[Exercise requirements]:
Use the entries below and reproduce exactly the lines from the one containing "async fn test_event_registration_statuses()" down to the one containing "let event = create_event(&ctx, &manager, club.id, 1).await;", both of them included.

[Input records]:
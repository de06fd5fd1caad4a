//! End-to-end flows against a real database. See `common` for how they are
//! enabled.

mod common;

use axum::http::{Method, StatusCode};
use chrono::{Duration, Utc};
use common::{request, send, unique_email, unique_slug, TestContext};
use diesel::prelude::*;
use diesel_async::RunQueryDsl;
use serde_json::{json, Value};
use zenith::{auth::Role, email::Mailer, schema::{clubs, users}};

async fn create_event(ctx: &TestContext, manager: &common::TestUser, club_id: uuid::Uuid, max: i32) -> Value {
    let starts_at = Utc::now() + Duration::days(1);
    let (status, event) = ctx
        .call(
            Method::POST,
            "/api/events",
            manager,
            Some(json!({
                "club_id": club_id,
                "title": "Robot build night",
                "event_type": "workshop",
                "starts_at": starts_at,
                "ends_at": starts_at + Duration::hours(2),
                "max_attendees": max,
            })),
        )
        .await;
    assert_eq!(status, StatusCode::OK, "{event}");
    event
}

#[tokio::test(flavor = "multi_thread", worker_threads = 4)]
async fn test_event_capacity_holds_under_concurrent_registration() {
    let Some(ctx) = TestContext::new().await else { return };
    let club = ctx.club().await;
    let manager = ctx.user(Role::Coordinator, Some(club.id)).await;
    let event = create_event(&ctx, &manager, club.id, 2).await;
    let uri = format!("/api/events/{}/register", event["id"].as_str().unwrap());

    let mut handles = Vec::new();
    for _ in 0..6 {
        let student = ctx.user(Role::Student, None).await;
        let app = ctx.app.clone();
        let req = request(Method::POST, &uri, Some(&student.token), None);
        handles.push(tokio::spawn(send(app, req)));
    }

    let mut registered = 0;
    for handle in handles {
        let (status, body) = handle.await.unwrap();
        match status {
            StatusCode::OK => registered += 1,
            StatusCode::BAD_REQUEST => assert_eq!(body["message"], "this event is full"),
            other => panic!("unexpected status {other}: {body}"),
        }
    }
    assert_eq!(registered, 2, "capacity must never be exceeded");

    let (_, event) = ctx
        .call(Method::GET, &format!("/api/events/{}", event["id"].as_str().unwrap()), &manager, None)
        .await;
    assert_eq!(event["attendee_count"], 2);
}

#[tokio::test]
async fn test_event_registration_statuses() {
    let Some(ctx) = TestContext::new().await else { return };
    let club = ctx.club().await;
    let manager = ctx.user(Role::President, Some(club.id)).await;
    let first = ctx.user(Role::Student, None).await;
    let second = ctx.user(Role::Student, None).await;
    let event = create_event(&ctx, &manager, club.id, 1).await;
    let uri = format!("/api/events/{}/register", event["id"].as_str().unwrap());

    let (status, _) = ctx.call(Method::POST, &uri, &first, None).await;
    assert_eq!(status, StatusCode::OK);
    let (status, _) = ctx.call(Method::POST, &uri, &first, None).await;
    assert_eq!(status, StatusCode::CONFLICT, "double registration");
    let (status, _) = ctx.call(Method::POST, &uri, &second, None).await;
    assert_eq!(status, StatusCode::BAD_REQUEST, "event is full");

    let (status, _) = ctx.call(Method::DELETE, &uri, &second, None).await;
    assert_eq!(status, StatusCode::NOT_FOUND, "never registered");
    let (status, _) = ctx.call(Method::DELETE, &uri, &first, None).await;
    assert_eq!(status, StatusCode::OK);

    // the freed seat can be taken
    let (status, body) = ctx.call(Method::POST, &uri, &second, None).await;
    assert_eq!(status, StatusCode::OK);
    assert_eq!(body["attendee_count"], 1);
}

#[tokio::test]
async fn test_empty_event_edit_returns_the_event() {
    let Some(ctx) = TestContext::new().await else { return };
    let club = ctx.club().await;
    let manager = ctx.user(Role::Coordinator, Some(club.id)).await;
    let event = create_event(&ctx, &manager, club.id, 10).await;

    let (status, edited) = ctx
        .call(
            Method::PUT,
            &format!("/api/events/{}", event["id"].as_str().unwrap()),
            &manager,
            Some(json!({})),
        )
        .await;
    assert_eq!(status, StatusCode::OK, "{edited}");
    assert_eq!(edited["title"], event["title"]);
    assert_eq!(edited["max_attendees"], 10);
}

#[tokio::test]
async fn test_attempts_resume_submit_once_and_run_out() {
    let Some(ctx) = TestContext::new().await else { return };
    let club = ctx.club().await;
    let manager = ctx.user(Role::Coordinator, Some(club.id)).await;
    let student = ctx.user(Role::Student, Some(club.id)).await;

    let (status, assignment) = ctx
        .call(
            Method::POST,
            "/api/assignments",
            &manager,
            Some(json!({
                "club_id": club.id,
                "title": "Ohm's law",
                "description": "Warm-up quiz",
                "due_date": Utc::now() + Duration::days(7),
                "max_attempts": 1,
                "is_published": true,
                "questions": [
                    {"kind": "true_false", "prompt": "V = I * R", "correct_answer": true}
                ],
            })),
        )
        .await;
    assert_eq!(status, StatusCode::OK, "{assignment}");
    let id = assignment["id"].as_str().unwrap();
    let question_id = assignment["questions"][0]["id"].as_str().unwrap();
    let start = format!("/api/assignments/{id}/start");
    let submit = format!("/api/assignments/{id}/submit");

    let (status, started) = ctx.call(Method::POST, &start, &student, None).await;
    assert_eq!(status, StatusCode::OK, "{started}");
    assert!(started["questions"][0].get("correct_answer").is_none());
    let attempt_id = started["attempt"]["id"].clone();

    let (_, resumed) = ctx.call(Method::POST, &start, &student, None).await;
    assert_eq!(resumed["attempt"]["id"], attempt_id, "an open attempt is resumed");

    let answers = json!({ "attempt_id": attempt_id, "answers": { question_id: true } });
    let (status, graded) = ctx
        .call(Method::POST, &submit, &student, Some(answers.clone()))
        .await;
    assert_eq!(status, StatusCode::OK, "{graded}");
    assert_eq!(graded["score"], 1);
    assert_eq!(graded["is_passing"], true);

    let (status, _) = ctx.call(Method::POST, &submit, &student, Some(answers)).await;
    assert_eq!(status, StatusCode::CONFLICT, "second submit");

    let (status, body) = ctx.call(Method::POST, &start, &student, None).await;
    assert_eq!(status, StatusCode::BAD_REQUEST);
    assert_eq!(body["message"], "you have used all of your attempts for this assignment");
}

#[tokio::test]
async fn test_membership_transitions() {
    let Some(ctx) = TestContext::new().await else { return };
    let first = ctx.club().await;
    let second = ctx.club().await;
    let student = ctx.user(Role::Student, None).await;

    let (status, _) = ctx.call(Method::DELETE, "/api/membership", &student, None).await;
    assert_eq!(status, StatusCode::BAD_REQUEST, "leaving without a club");

    let join = Some(json!({ "club_id": first.id }));
    let (status, club) = ctx.call(Method::POST, "/api/membership", &student, join.clone()).await;
    assert_eq!(status, StatusCode::OK);
    assert_eq!(club["id"], json!(first.id));
    let (status, _) = ctx.call(Method::POST, "/api/membership", &student, join).await;
    assert_eq!(status, StatusCode::BAD_REQUEST, "joining twice");

    let (status, club) = ctx
        .call(Method::PUT, "/api/membership", &student, Some(json!({ "club_id": second.id })))
        .await;
    assert_eq!(status, StatusCode::OK);
    assert_eq!(club["id"], json!(second.id));

    let (status, _) = ctx.call(Method::DELETE, "/api/membership", &student, None).await;
    assert_eq!(status, StatusCode::OK);
    let (status, _) = ctx.call(Method::DELETE, "/api/membership", &student, None).await;
    assert_eq!(status, StatusCode::BAD_REQUEST);
}

#[tokio::test]
async fn test_likes_toggle() {
    let Some(ctx) = TestContext::new().await else { return };
    let club = ctx.club().await;
    let author = ctx.user(Role::Student, Some(club.id)).await;
    let fan = ctx.user(Role::Student, None).await;

    let (status, post) = ctx
        .call(
            Method::POST,
            &format!("/api/clubs/{}/posts", club.id),
            &author,
            Some(json!({ "title": "Demo day", "content": "Friday at five" })),
        )
        .await;
    assert_eq!(status, StatusCode::OK, "{post}");
    let like = format!("/api/posts/{}/like", post["id"].as_str().unwrap());

    let (_, body) = ctx.call(Method::POST, &like, &fan, None).await;
    assert_eq!(body, json!({ "liked": true, "like_count": 1 }));
    let (_, body) = ctx.call(Method::POST, &like, &fan, None).await;
    assert_eq!(body, json!({ "liked": false, "like_count": 0 }));
}

#[tokio::test]
async fn test_failed_welcome_email_leaves_no_club_behind() {
    // nothing accepts SMTP on localhost, so every send fails
    let mailer = Mailer::new(
        Some("localhost"),
        Some("zenith@college.edu"),
        Some("secret"),
        common::FRONTEND,
    )
    .unwrap();
    let Some(ctx) = TestContext::with_mailer(mailer).await else { return };
    let admin = ctx.user(Role::Admin, None).await;
    let slug = unique_slug();
    let email = unique_email();
    let body = json!({
        "name": "Astronomy",
        "slug": slug,
        "coordinator_email": email,
        "coordinator_name": "Vera Rubin",
    });

    for _ in 0..2 {
        let (status, _) = ctx
            .call(Method::POST, "/api/admin/clubs", &admin, Some(body.clone()))
            .await;
        // a retry fails the same way rather than on a leftover slug
        assert_eq!(status, StatusCode::INTERNAL_SERVER_ERROR);
    }

    let conn = &mut ctx.db.write().await.unwrap();
    let clubs_left = clubs::table
        .filter(clubs::slug.eq(&slug))
        .count()
        .get_result::<i64>(conn)
        .await
        .unwrap();
    let users_left = users::table
        .filter(users::email.eq(&email))
        .count()
        .get_result::<i64>(conn)
        .await
        .unwrap();
    assert_eq!((clubs_left, users_left), (0, 0));
}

[Expected output]:
async fn test_event_registration_statuses() {
    let Some(ctx) = TestContext::new().await else { return };
    let club = ctx.club().await;
    let manager = ctx.user(Role::President, Some(club.id)).await;
    let first = ctx.user(Role::Student, None).await;
    let second = ctx.user(Role::Student, None).await;
    let event = create_event(&ctx, &manager, club.id, 1).await;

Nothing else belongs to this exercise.